С подачи Подвойского, дружившего с Дзержинским ещё с подполья, Генрих Ягода в далёкие края направлен не был; он остался в столице и под началом известного уже многим, но не отличавшегося кровожадностью, Моисея Урицкого, обосновался в Петроградской ЧК. Моисею Соломоновичу по своему миролюбивому демократическому нраву правильнее было бы уподобиться адвокату Плевако [39] и защищать права обиженных и обделённых в судах, ведь он окончил в своё время юридический факультет Киевского университета. Но после учёбы его ждала положенная служба в армии, и законопослушный вольноопределяющийся, попав в полк, увлёкся революционной агитацией, за что загремел в тюрьму.
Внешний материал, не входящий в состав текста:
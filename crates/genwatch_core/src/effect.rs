use crate::{GenerationConfig, JobId, JobKind};

#[derive(Debug, Clone, PartialEq, Eq)]
pub enum Effect {
    /// Create the resource and trigger generation.
    Submit {
        kind: JobKind,
        workspace_id: String,
        config: GenerationConfig,
    },
    /// Attach a fresh polling or streaming observer.
    StartObserver {
        job_id: JobId,
        kind: JobKind,
        question_count: u32,
    },
    /// Tear down the local observer without touching the remote job.
    StopObserver { job_id: JobId },
    /// Stop observing and ask the backend to cancel (best effort).
    Cancel { job_id: JobId, kind: JobKind },
    /// Resolve the remote status and re-attach if still running.
    Reconnect { job_id: JobId, kind: JobKind },
    /// Start a new attempt against the same id.
    Restart {
        job_id: JobId,
        config: Option<GenerationConfig>,
    },
    /// One-time: show the finished result.
    OpenResult { job_id: JobId, kind: JobKind },
    /// One-time: clear the submission form.
    ResetForm,
}
use crate::{JobId, JobKind, JobStatus, Phase};

#[derive(Debug, Clone, PartialEq, Eq, Default)]
pub struct AppViewModel {
    pub phase: Phase,
    pub focused: Option<JobRowView>,
    pub jobs: Vec<JobRowView>,
    pub form_error: Option<String>,
    pub submitting: bool,
    pub dirty: bool,
}

#[derive(Debug, Clone, PartialEq, Eq)]
pub struct JobRowView {
    pub job_id: JobId,
    pub kind: JobKind,
    pub title: String,
    pub attempt: u32,
    pub status: JobStatus,
    pub phase: Phase,
    pub progress: u8,
    pub log_count: usize,
    pub item_count: usize,
    pub error: Option<String>,
}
Каким образом противник смертельной казни стал начальником Петроградской ЧК, трудно объяснить. Можно предположить, что тому поспособствовал уважавший его Лев Розенфельд — он же Каменев, имевший большой авторитет в Политбюро ЦК РКП(б) и придерживавшийся тех же взглядов на кровопролитие ещё с той поры, когда посмел открыто выступить в газете с собственным мнением относительно вооружённого восстания, чем вызвал негодование Ленина и заслужил от него историческое прозвище "политической проститутки". Впрочем, пришла пора, и, напуганный зверствами только что созданных чрезвычаек, тот же Ильич поручил тому же Льву вместе с Железным Феликсом переделать положение о комиссиях и урезать их полномочия в насилиях, однако остановить процесс было уже невозможно.